« Il y a toujours eu une fixette sur la croissance économique chinoise. Et avec de bonnes raisons. Pour une grande économie, soutenir des taux de croissance annuels de 10 % minimum pendant plusieurs décennies est sans précédents. Et pourtant c’est exactement ce que fit la Chine de 1980 à 2011. Mais maintenant le miracle est fini. Depuis 2012, la croissance annuelle a ralenti à 7,2 % et le récent "rapport de travail" annuel du Premier ministre Li Keqiang fixe une cible de croissance de simplement 6-6,5 % pour 2019.
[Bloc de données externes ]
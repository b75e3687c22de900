//! Per-type aggregation of instance counts, shallow bytes, and retained bytes.

use std::collections::HashMap;

use log::debug;

use crate::analysis::retention::SpanningTree;
use crate::graph::{NodeIndex, ObjectGraph};

/// Ranking mode for the aggregate table
#[derive(Debug, Clone, Copy, PartialEq, Eq)]
pub enum SortMode {
    /// Retained bytes first, then shallow bytes, then name
    InclusiveSize,
    /// Shallow bytes first, then retained bytes, then name
    Size,
    /// Instance count first, then shallow bytes, then retained bytes, then name
    Count,
}

/// Aggregated statistics for one type name
#[derive(Debug, Clone, PartialEq, Eq)]
pub struct TypeAggregate {
    pub name: String,
    /// Reachable instances of this type
    pub count: u64,
    /// Sum of shallow sizes across those instances
    pub size: u64,
    /// Sum of retained sizes, with same-type chains collapsed
    pub inclusive: u64,
}

/// Aggregate every reachable node except the root by its type name and sort
/// per `mode`.
///
/// The inclusive column sums each node's retained size, except that a node
/// whose retainer has the same type name contributes zero. Without that
/// suppression a linked-list-style chain would count every suffix of the
/// chain once per link; with it, only the outermost node of each same-type
/// run contributes its subtree.
///
/// The sort orders are total (every mode ends in the unique name), so the
/// result is deterministic regardless of map iteration order.
pub fn aggregate_types(
    graph: &ObjectGraph,
    tree: &SpanningTree,
    retained: &[u64],
    mode: SortMode,
) -> Vec<TypeAggregate> {
    let mut stats: HashMap<&str, (u64, u64, u64)> = HashMap::new();
    let root = graph.root();

    for node in 0..graph.node_count() as NodeIndex {
        if node == root || !tree.is_reached(node) {
            continue;
        }
        let name = graph.type_name(node);

        let mut inclusive = retained[node as usize];
        if let Some(parent) = tree.parent(node) {
            if graph.type_name(parent) == name {
                inclusive = 0;
            }
        }

        let entry = stats.entry(name).or_insert((0, 0, 0));
        entry.0 += 1;
        entry.1 += graph.size_of(node);
        entry.2 += inclusive;
    }

    let mut aggregates: Vec<TypeAggregate> = stats
        .into_iter()
        .map(|(name, (count, size, inclusive))| TypeAggregate {
            name: name.to_string(),
            count,
            size,
            inclusive,
        })
        .collect();

    sort_aggregates(&mut aggregates, mode);
    debug!("aggregated {} distinct types", aggregates.len());
    aggregates
}

fn sort_aggregates(aggregates: &mut [TypeAggregate], mode: SortMode) {
    match mode {
        SortMode::InclusiveSize => aggregates.sort_by(|a, b| {
            b.inclusive
                .cmp(&a.inclusive)
                .then_with(|| b.size.cmp(&a.size))
                .then_with(|| a.name.cmp(&b.name))
        }),
        SortMode::Size => aggregates.sort_by(|a, b| {
            b.size
                .cmp(&a.size)
                .then_with(|| b.inclusive.cmp(&a.inclusive))
                .then_with(|| a.name.cmp(&b.name))
        }),
        SortMode::Count => aggregates.sort_by(|a, b| {
            b.count
                .cmp(&a.count)
                .then_with(|| b.size.cmp(&a.size))
                .then_with(|| b.inclusive.cmp(&a.inclusive))
                .then_with(|| a.name.cmp(&b.name))
        }),
    }
}

/// Keep only aggregates whose type name contains `filter`, case-insensitively,
/// preserving the incoming order.
pub fn filter_by_name(aggregates: Vec<TypeAggregate>, filter: &str) -> Vec<TypeAggregate> {
    let needle = filter.to_lowercase();
    aggregates
        .into_iter()
        .filter(|aggregate| aggregate.name.to_lowercase().contains(&needle))
        .collect()
}
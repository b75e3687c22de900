//! Retention tree construction and retained-size propagation.
//!
//! The retention tree assigns every reachable object exactly one retainer,
//! turning the general object graph into a tree on which subtree sums are
//! well defined. Retained (inclusive) size then falls out of one bottom-up
//! pass over that tree.

use log::debug;

use crate::graph::{NodeIndex, ObjectGraph};

/// Single-parent retention tree over the reachable part of an object graph.
///
/// Built by one iterative depth-first traversal from the root: the first
/// edge to reach a node decides its retainer. This approximates per-object
/// dominators the way heap-snapshot tooling commonly does. When several
/// independent paths reach a node, edge enumeration order decides which
/// parent wins, so a graph with reordered edges can produce a different
/// (equally valid) tree and shift retained bytes between types.
#[derive(Debug)]
pub struct SpanningTree {
    parent: Vec<Option<NodeIndex>>,
    reached: Vec<bool>,
    postorder: Vec<NodeIndex>,
}

impl SpanningTree {
    /// Build the retention tree for `graph`.
    ///
    /// Runs in one pass over the reachable nodes and edges. The traversal
    /// keeps an explicit stack of (node, next-edge cursor) frames; object
    /// graphs routinely contain chains deep enough to overflow the call
    /// stack if this recursed.
    pub fn build(graph: &ObjectGraph) -> Self {
        let node_count = graph.node_count();
        let mut parent: Vec<Option<NodeIndex>> = vec![None; node_count];
        let mut reached = vec![false; node_count];
        let mut postorder = Vec::with_capacity(node_count);
        let mut stack: Vec<(NodeIndex, usize)> = Vec::new();

        let root = graph.root();
        reached[root as usize] = true;
        stack.push((root, 0));

        while let Some(frame) = stack.last_mut() {
            let node = frame.0;
            let edges = graph.edges_of(node);
            if frame.1 < edges.len() {
                let child = edges[frame.1];
                frame.1 += 1;
                if !reached[child as usize] {
                    // First discovery wins: this edge's source becomes the
                    // child's retainer for good.
                    reached[child as usize] = true;
                    parent[child as usize] = Some(node);
                    stack.push((child, 0));
                }
            } else {
                // All edges consumed: children are already emitted, so the
                // node itself goes next. The root leaves the stack last.
                postorder.push(node);
                stack.pop();
            }
        }

        debug!(
            "retention tree: {} of {} nodes reachable",
            postorder.len(),
            node_count
        );

        Self {
            parent,
            reached,
            postorder,
        }
    }

    /// The retainer of `node`, or `None` for the root and unreachable nodes.
    pub fn parent(&self, node: NodeIndex) -> Option<NodeIndex> {
        self.parent[node as usize]
    }

    /// Whether `node` was reached from the root.
    pub fn is_reached(&self, node: NodeIndex) -> bool {
        self.reached[node as usize]
    }

    /// Reachable nodes in postorder: children before parents, root last.
    pub fn postorder(&self) -> &[NodeIndex] {
        &self.postorder
    }

    /// Number of nodes reachable from the root (the root included).
    pub fn reached_count(&self) -> usize {
        self.postorder.len()
    }
}

/// Compute the retained (inclusive) size of every node.
///
/// Each entry starts at the node's shallow size. Walking the postorder
/// sequence, every node except the final root entry adds its accumulated
/// total into its retainer; children always complete before their parent,
/// so each subtree is fully summed exactly once. The root's entry ends up
/// equal to the total bytes reachable from it. Unreachable nodes keep their
/// shallow size; callers filter them via [`SpanningTree::is_reached`].
pub fn retained_sizes(graph: &ObjectGraph, tree: &SpanningTree) -> Vec<u64> {
    let mut retained: Vec<u64> = (0..graph.node_count())
        .map(|node| graph.size_of(node as NodeIndex))
        .collect();

    let order = tree.postorder();
    let upward = &order[..order.len().saturating_sub(1)];
    for &node in upward {
        if let Some(parent) = tree.parent(node) {
            retained[parent as usize] += retained[node as usize];
        }
    }

    retained
}
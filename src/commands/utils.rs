use std::path::PathBuf;

use anyhow::Result;

use crate::commands::report::open_snapshot;
use crate::output::format_number;
use crate::utils::config::SNAPSHOT_FORMAT_VERSION;

/// Load a snapshot and print summary facts about it
pub fn inspect_snapshot(path: PathBuf) -> Result<()> {
    println!("Inspecting snapshot: {}", path.display());

    let snapshot = open_snapshot(&path)?;
    let stats = snapshot.stats();

    println!("✓ Valid heap snapshot");
    if let Some(process) = &snapshot.meta().process {
        println!("  Process: {process}");
    }
    if let Some(captured_at) = snapshot.meta().captured_at {
        println!("  Captured: {}", captured_at.to_rfc3339());
    }
    println!("  Nodes: {}", format_number(stats.node_count as u64));
    println!("  Types: {}", format_number(stats.type_count as u64));
    println!(
        "  Reachable Nodes: {}",
        format_number(stats.reachable_nodes as u64)
    );
    println!(
        "  Reachable Bytes: {}",
        format_number(stats.reachable_bytes)
    );

    Ok(())
}

/// Display version information
pub fn display_version() {
    println!("heapscope v{}", env!("CARGO_PKG_VERSION"));
    println!("Snapshot Format: v{SNAPSHOT_FORMAT_VERSION}");
    println!();
    println!("Retained-size analysis for managed-runtime heap snapshots.");
}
Pour énormément de personnes doutant de la Chine, ce n'est pas surprenant. Après tout, la borne inférieure de la cible du gouvernement implique une décélération de 40 % par rapport à la tendance "miracle". Cela semble confirmer les avertissements de la redoutée "trappe à revenu intermédiaire" (middle-income trap) : la tendance des économies en développement à forte croissance à revenir à une trajectoire de croissance bien plus faible juste lorsqu’ils respirent leurs premières bouffées de prospérité. Les travaux pionniers sur le phénomène indiquèrent précisément ce à quoi il fallait s’attendre : lorsque le revenu par tête se déplace dans la tranche des 16.000-17.000 dollars (en parité de pouvoir d’achat aux prix de 2005), on peut s’attendre à une décélération soutenue de la croissance d’environ 2,5 points de pourcentage. La Chine ayant atteint ce seuil de revenu en 2017 selon les estimations du FMI, le ralentissement post-2011 de sa croissance semble d’autant plus inquiétant.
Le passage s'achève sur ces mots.